Fox Host's Woman Problem: Why He Won't Stop Peddling It

Fox Host's Woman Problem: Why He Won't Stop Peddling It

Jesse Watters spent his airtime this week making the case against female presidents, then denying he meant it.

The Fox News host laid out a series of arguments for why women shouldn't lead the country, only to walk back the claim afterward. But the damage was already done. When a broadcaster with millions of viewers spends segments advancing a particular idea, the distinction between personal belief and provocative commentary becomes academic. Repetition normalizes the concept.

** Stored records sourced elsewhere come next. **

//! Scenario decks: an entry list plus its delays, stored as TOML or JSON.
//!
//! ```toml
//! step_delay_ms = 2000
//! wrap_delay_ms = 5000
//!
//! [[scenario]]
//! label = "16:00:00"
//! command = [{ text = "helm " }, { tone = "primary", text = "install" }]
//! message = "Installation Succeeded."
//! ```
//!
//! Delays are kept as raw signed integers so a bad value is reported as
//! [`RevealError::InvalidConfiguration`] rather than a parse error.

use std::path::Path;

use serde::{Deserialize, Serialize};

use crate::entry::Entry;
use crate::error::{Result, RevealError};
use crate::revealer::Revealer;
use crate::sequence::SequenceRevealer;
use crate::timing::{DEFAULT_STEP_DELAY, DEFAULT_WRAP_DELAY, Timing};

const WHY_DECK: &str = include_str!("../decks/why.toml");
const HOW_DECK: &str = include_str!("../decks/how.toml");

/// Names accepted by [`Deck::builtin`].
pub const BUILTIN_DECKS: &[&str] = &["why", "how"];

#[derive(Debug, Clone, PartialEq, Eq, Serialize, Deserialize)]
pub struct Deck {
    #[serde(default, skip_serializing_if = "Option::is_none")]
    pub title: Option<String>,
    #[serde(default = "default_step_ms")]
    pub step_delay_ms: i64,
    #[serde(default = "default_wrap_ms")]
    pub wrap_delay_ms: i64,
    #[serde(default, rename = "scenario")]
    pub scenarios: Vec<Entry>,
}

fn default_step_ms() -> i64 {
    DEFAULT_STEP_DELAY.as_millis() as i64
}

fn default_wrap_ms() -> i64 {
    DEFAULT_WRAP_DELAY.as_millis() as i64
}

impl Default for Deck {
    fn default() -> Self {
        Self {
            title: None,
            step_delay_ms: default_step_ms(),
            wrap_delay_ms: default_wrap_ms(),
            scenarios: Vec::new(),
        }
    }
}

impl Deck {
    /// Load a deck file; the format follows the extension (`.toml` / `.json`).
    pub fn load(path: &Path) -> Result<Self> {
        let extension = path
            .extension()
            .and_then(|ext| ext.to_str())
            .map(str::to_ascii_lowercase)
            .unwrap_or_default();

        let content = std::fs::read_to_string(path).map_err(|source| RevealError::Io {
            path: path.to_path_buf(),
            source,
        })?;

        match extension.as_str() {
            "toml" => Self::from_toml_str(&content),
            "json" => Self::from_json_str(&content),
            other => Err(RevealError::UnsupportedFormat(other.to_string())),
        }
    }

    pub fn from_toml_str(content: &str) -> Result<Self> {
        Ok(toml::from_str(content)?)
    }

    pub fn from_json_str(content: &str) -> Result<Self> {
        Ok(serde_json::from_str(content)?)
    }

    /// One of the decks shipped with the landing page (see [`BUILTIN_DECKS`]).
    pub fn builtin(name: &str) -> Result<Self> {
        match name {
            "why" => Self::from_toml_str(WHY_DECK),
            "how" => Self::from_toml_str(HOW_DECK),
            other => Err(RevealError::UnknownDeck(other.to_string())),
        }
    }

    pub fn timing(&self) -> Result<Timing> {
        Timing::from_millis(self.step_delay_ms, self.wrap_delay_ms)
    }

    /// `EmptySequence` when there is nothing to reveal.
    pub fn ensure_playable(&self) -> Result<()> {
        if self.scenarios.is_empty() {
            return Err(RevealError::EmptySequence);
        }
        Ok(())
    }

    /// Idle state machine over this deck's entries.
    pub fn revealer(&self) -> Result<Revealer> {
        Ok(Revealer::new(self.scenarios.clone(), self.timing()?))
    }

    /// Validated, ready-to-start sequence over this deck's entries.
    pub fn sequence(&self) -> Result<SequenceRevealer> {
        SequenceRevealer::from_millis(self.scenarios.clone(), self.step_delay_ms, self.wrap_delay_ms)
    }
}

#[cfg(test)]
mod tests {
    use super::*;
    use crate::entry::Tone;
    use std::io::Write;
    use std::time::Duration;
    use tempfile::TempDir;

    #[test]
    fn builtin_why_deck() {
        let deck = Deck::builtin("why").expect("why deck parses");
        assert_eq!(deck.scenarios.len(), 4);
        assert_eq!(deck.step_delay_ms, 2000);
        assert_eq!(deck.wrap_delay_ms, 5000);
        assert_eq!(deck.scenarios[0].label.as_deref(), Some("16:00:00"));
        assert_eq!(deck.scenarios[0].prompt(), "16:00:00 > helm install");
        assert_eq!(deck.scenarios[3].message.segments()[0].tone, Tone::Accent);
    }

    #[test]
    fn builtin_how_deck() {
        let deck = Deck::builtin("how").expect("how deck parses");
        assert_eq!(deck.scenarios.len(), 3);
        assert_eq!(deck.step_delay_ms, 4000);
        assert!(deck.scenarios.iter().all(|s| s.label.is_none()));
        let diff = deck.scenarios[2].message.to_plain_text();
        assert!(diff.starts_with("[INFO] Checking drift for ConfigMap..."));
        assert!(diff.contains("+ \"base.url\": \"http://anpan.xyz\""));
    }

    #[test]
    fn unknown_builtin() {
        assert!(matches!(
            Deck::builtin("pricing"),
            Err(RevealError::UnknownDeck(name)) if name == "pricing"
        ));
    }

    #[test]
    fn delays_default_when_missing() {
        let deck = Deck::from_toml_str(
            r#"
[[scenario]]
command = "ls"
message = "ok"
"#,
        )
        .unwrap();
        assert_eq!(deck.timing().unwrap().step(), Duration::from_millis(2000));
        assert_eq!(deck.timing().unwrap().wrap(), Duration::from_millis(5000));
    }

    #[test]
    fn negative_delay_is_a_configuration_error() {
        let deck = Deck::from_toml_str("step_delay_ms = -1\n").unwrap();
        assert!(matches!(
            deck.timing(),
            Err(RevealError::InvalidConfiguration {
                field: "step_delay_ms",
                value: -1
            })
        ));
        assert!(deck.sequence().is_err());
    }

    #[test]
    fn empty_deck_is_not_playable() {
        let deck = Deck::default();
        assert!(matches!(deck.ensure_playable(), Err(RevealError::EmptySequence)));
        assert!(Deck::builtin("how").unwrap().ensure_playable().is_ok());
    }

    #[test]
    fn load_json_and_toml_files() {
        let temp = TempDir::new().expect("temp dir");

        let json_path = temp.path().join("deck.json");
        let mut file = std::fs::File::create(&json_path).expect("create json");
        writeln!(
            file,
            r#"{{"step_delay_ms": 1000, "wrap_delay_ms": 3000, "scenario": [{{"command": "a", "message": "b"}}]}}"#
        )
        .expect("write json");
        let deck = Deck::load(&json_path).expect("load json");
        assert_eq!(deck.scenarios.len(), 1);
        assert_eq!(deck.step_delay_ms, 1000);

        let toml_path = temp.path().join("deck.TOML");
        std::fs::write(&toml_path, "wrap_delay_ms = 7000\n").expect("write toml");
        let deck = Deck::load(&toml_path).expect("load toml");
        assert_eq!(deck.wrap_delay_ms, 7000);
        assert!(deck.scenarios.is_empty());
    }

    #[test]
    fn load_rejects_unknown_extension_and_missing_file() {
        let temp = TempDir::new().expect("temp dir");
        let yaml = temp.path().join("deck.yaml");
        std::fs::write(&yaml, "scenario: []").expect("write yaml");
        assert!(matches!(Deck::load(&yaml), Err(RevealError::UnsupportedFormat(ext)) if ext == "yaml"));

        let missing = temp.path().join("missing.toml");
        assert!(matches!(Deck::load(&missing), Err(RevealError::Io { .. })));
    }
}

Watters' latest grievance appears to have been triggered by a recent interview featuring Nancy Pelosi. The former House speaker, now 86, remarked that while a female U.S. president is inevitable, she doubts it will happen during her lifetime. For some reason, this prompted Watters to flood his show with reasons why women lack the capacity to hold the nation's highest office.

This fits Watters' established pattern of inflammatory remarks designed to generate attention. He's previously suggested eating soup in public is unmanly, indulged in inappropriate commentary about Alexandria Ocasio-Cortez, and recommended bombing United Nations headquarters. His mother, a self-described liberal, has publicly called into his program pleading with him to use his platform more responsibly.

The timing is particularly noteworthy. As a male president navigates what critics describe as a disastrous and unpopular military conflict, Watters chose that moment to question women's fitness for executive power. The irony seems lost on him.

What makes Watters' comments especially problematic isn't primarily that he holds these views, but that he broadcasts them to a large audience without meaningful pushback. Whether he genuinely believes women shouldn't be president becomes secondary to the effect of the messaging itself. Each segment plants the seed with viewers, creates talking points, and legitimizes the underlying prejudice.